Master DNS: Complete Guide to Setup, Zones, Caching, and Advanced Features

Introduction

The Domain Name System (DNS) translates human‑readable domain names into IP addresses. This guide explains DNS concepts, configuration files, and advanced features for building reliable name services.

Basic DNS Concepts

DNS uses hierarchical zones. Each zone has a Start of Authority (SOA) record, NS records, and resource records such as A, CNAME, MX, and PTR. The root zone "." delegates to top‑level domains (TLDs) like .com, which further delegate to authoritative name servers.

Configuration Files

The main server configuration is /etc/named.conf. Zones are defined with the zone statement, specifying type master or type slave and the zone file location.

zone "example.com" IN {
    type master;
    file "db.example.com";
};

Zone files contain resource records. Example:

$TTL 6h
@   IN SOA ns1.example.com. admin.example.com. (
        2023010101 ; serial
        3h         ; refresh
        1h         ; retry
        1w         ; expire
        1h )
    IN NS ns1.example.com.
ns1 IN A 192.0.2.1
www IN A 192.0.2.10

Master‑Slave Replication

A master server holds the authoritative zone file. Slave servers obtain copies via AXFR/IXFR. Define slaves with type slave and a masters list.

zone "example.com" IN {
    type slave;
    masters { 192.0.2.1; };
    file "slaves/db.example.com";
};

Notify messages inform slaves of changes; allow‑transfer restricts who may request zone transfers.

Caching and Recursive Queries

Recursive resolvers cache answers to reduce load. Control recursion with recursion yes/no and allow‑recursion. The forwarders option can point a resolver to upstream DNS servers.

Access Control Lists (ACLs)

ACLs limit which clients may query or perform zone transfers.

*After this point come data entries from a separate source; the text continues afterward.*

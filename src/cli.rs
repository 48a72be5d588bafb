//! # CLI Argument Parsing and Command Dispatch
//!
//! This module defines the command-line interface for the `syncdrift` tool
//! using the `clap` library. It is responsible for:
//!
//! - Defining the top-level CLI structure, including global arguments like
//!   `--color` and `--log-level`.
//! - Defining the available subcommands (`plan`, `apply`, `validate`, `init`,
//!   `completions`, `info`).
//! - Parsing the command-line arguments provided by the user.
//! - Dispatching to the appropriate command implementation based on the
//!   parsed arguments.
//!
//! Each subcommand is implemented in its own module under `src/commands/` to
//! keep the code organized and maintainable.

use anyhow::Result;
use clap::{ArgAction, Parser, Subcommand};
use log::LevelFilter;

use crate::commands;

/// syncdrift - materialize a working tree from declarative generator configs
#[derive(Parser, Debug)]
#[command(name = "syncdrift")]
#[command(
    version,
    about,
    long_about = "syncdrift - materialize a working tree from declarative generator configs"
)]
pub struct Cli {
    /// Subcommand to execute
    #[command(subcommand)]
    command: Commands,

    /// Colorize output (always, never, auto)
    #[arg(long, global = true, value_name = "WHEN", default_value = "auto")]
    color: String,

    /// Set log level (error, warn, info, debug, trace)
    #[arg(long, global = true, value_name = "LEVEL", default_value = "info")]
    log_level: String,

    /// Increase output verbosity (can be repeated: --verbose --verbose)
    ///
    /// Overrides --log-level when specified:
    ///   --verbose       = debug level
    ///   --verbose -v    = trace level (combines with command -v flags)
    #[arg(long, global = true, action = ArgAction::Count, conflicts_with = "quiet")]
    verbose: u8,

    /// Suppress output except errors
    ///
    /// Overrides --log-level to show only error messages.
    /// Use for scripting or quiet operation.
    #[arg(long, global = true, conflicts_with = "verbose")]
    quiet: bool,
}

#[derive(Subcommand, Debug)]
enum Commands {
    /// Show the diff that `apply` would make, without touching disk
    Plan(commands::plan::PlanArgs),

    /// Run Setup, Run, Merge, Load, Diff, then write the result to disk
    Apply(commands::apply::ApplyArgs),

    /// Parse and validate a root config without running any generator
    Validate(commands::validate::ValidateArgs),

    /// Scaffold a starting root config
    Init(commands::init::InitArgs),

    /// Generate shell completion scripts
    Completions(commands::completions::CompletionsArgs),

    /// Show the discovered config path and registered generators
    Info(commands::info::InfoArgs),
}

impl Cli {
    /// Execute the parsed CLI command
    pub fn execute(self) -> Result<()> {
        // Initialize logger based on log level
        self.init_logger()?;

        match self.command {
            Commands::Plan(args) => {
                // `plan` exits 1 when changes are detected and
                // --exit-code-on-change is set, following diff(1)'s convention.
                match commands::plan::execute(args) {
                    Ok(()) => Ok(()),
                    Err(e) if e.to_string() == commands::plan::CHANGES_DETECTED => {
                        std::process::exit(1);
                    }
                    Err(e) => Err(e),
                }
            }
            Commands::Apply(args) => commands::apply::execute(args),
            Commands::Validate(args) => commands::validate::execute(args, &self.color),
            Commands::Init(args) => commands::init::execute(args),
            Commands::Completions(args) => commands::completions::execute(args),
            Commands::Info(args) => commands::info::execute(args),
        }
    }

    /// Initialize the logger with the specified log level and color settings
    fn init_logger(&self) -> Result<()> {
        let log_level = self.parse_log_level()?;
        let use_color = self.should_use_color();

        env_logger::Builder::from_default_env()
            .filter_level(log_level)
            .write_style(if use_color {
                env_logger::WriteStyle::Auto
            } else {
                env_logger::WriteStyle::Never
            })
            .format_timestamp(None)
            .format_module_path(false)
            .format_target(false)
            .try_init()
            .map_err(|e| anyhow::anyhow!("Failed to initialize logger: {}", e))?;

        Ok(())
    }

    /// Parse the log level, considering --verbose and --quiet flags
    ///
    /// Priority order:
    /// 1. --quiet (always sets to Error level)
    /// 2. --verbose (sets Debug for 1, Trace for 2+)
    /// 3. --log-level (explicit level)
    fn parse_log_level(&self) -> Result<LevelFilter> {
        // --quiet takes precedence: minimal output
        if self.quiet {
            return Ok(LevelFilter::Error);
        }

        // --verbose overrides --log-level
        if self.verbose > 0 {
            return Ok(match self.verbose {
                1 => LevelFilter::Debug,
                _ => LevelFilter::Trace, // 2+ means trace
            });
        }

        // Fall back to explicit --log-level
        match self.log_level.to_lowercase().as_str() {
            "error" => Ok(LevelFilter::Error),
            "warn" => Ok(LevelFilter::Warn),
            "info" => Ok(LevelFilter::Info),
            "debug" => Ok(LevelFilter::Debug),
            "trace" => Ok(LevelFilter::Trace),
            "off" => Ok(LevelFilter::Off),
            _ => Err(anyhow::anyhow!(
                "Invalid log level: '{}'. Valid options are: error, warn, info, debug, trace, off",
                self.log_level
            )),
        }
    }

    /// Determine whether to use color output based on the color setting
    fn should_use_color(&self) -> bool {
        match self.color.to_lowercase().as_str() {
            "always" => true,
            "never" => false,
            "auto" => console::Term::stdout().features().colors_supported(),
            _ => {
                // Default to auto if invalid value provided
                eprintln!(
                    "Warning: Invalid color option '{}', using 'auto'. Valid options are: always, never, auto",
                    self.color
                );
                console::Term::stdout().features().colors_supported()
            }
        }
    }
}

acl "trusted" { 192.0.2.0/24; 127.0.0.1; };
options { allow-query { trusted; }; };

Views for Intelligent DNS

Views serve different responses based on client source IP. Combine match-clients with separate zone files.

view "internal" {
    match-clients { 10.0.0.0/8; };
    zone "example.com" { type master; file "internal.db"; };
};
view "external" {
    match-clients { any; };
    zone "example.com" { type master; file "external.db"; };
};

CDN Integration

Use CNAME records to point a domain to a CDN provider. The CDN’s authoritative DNS can then return region‑specific A records via views, directing users to the nearest edge server.

Management with rndc

The rndc utility controls a running BIND server. Generate a shared key with rndc-confgen, add a controls block to named.conf, and use commands such as rndc reload, rndc flush, and rndc status.

# Generate key
rndc-confgen -a -c /etc/rndc.key
# Example controls block
controls {
    inet 127.0.0.1 port 953 allow { 127.0.0.1; } keys { "rndc-key"; };
};

Logging

Define logging channels (syslog, file, null) and categories (queries, security, xfer‑in, xfer‑out). Example:

logging {
    channel default_file { file "/var/log/named.log"; severity info; };
    category queries { default_file; };
    category default { null; };
};

Conclusion

By mastering zone files, master‑slave replication, ACLs, views, and rndc management, you can build a secure, high‑performance DNS infrastructure that supports caching, CDN integration, and fine‑grained access control.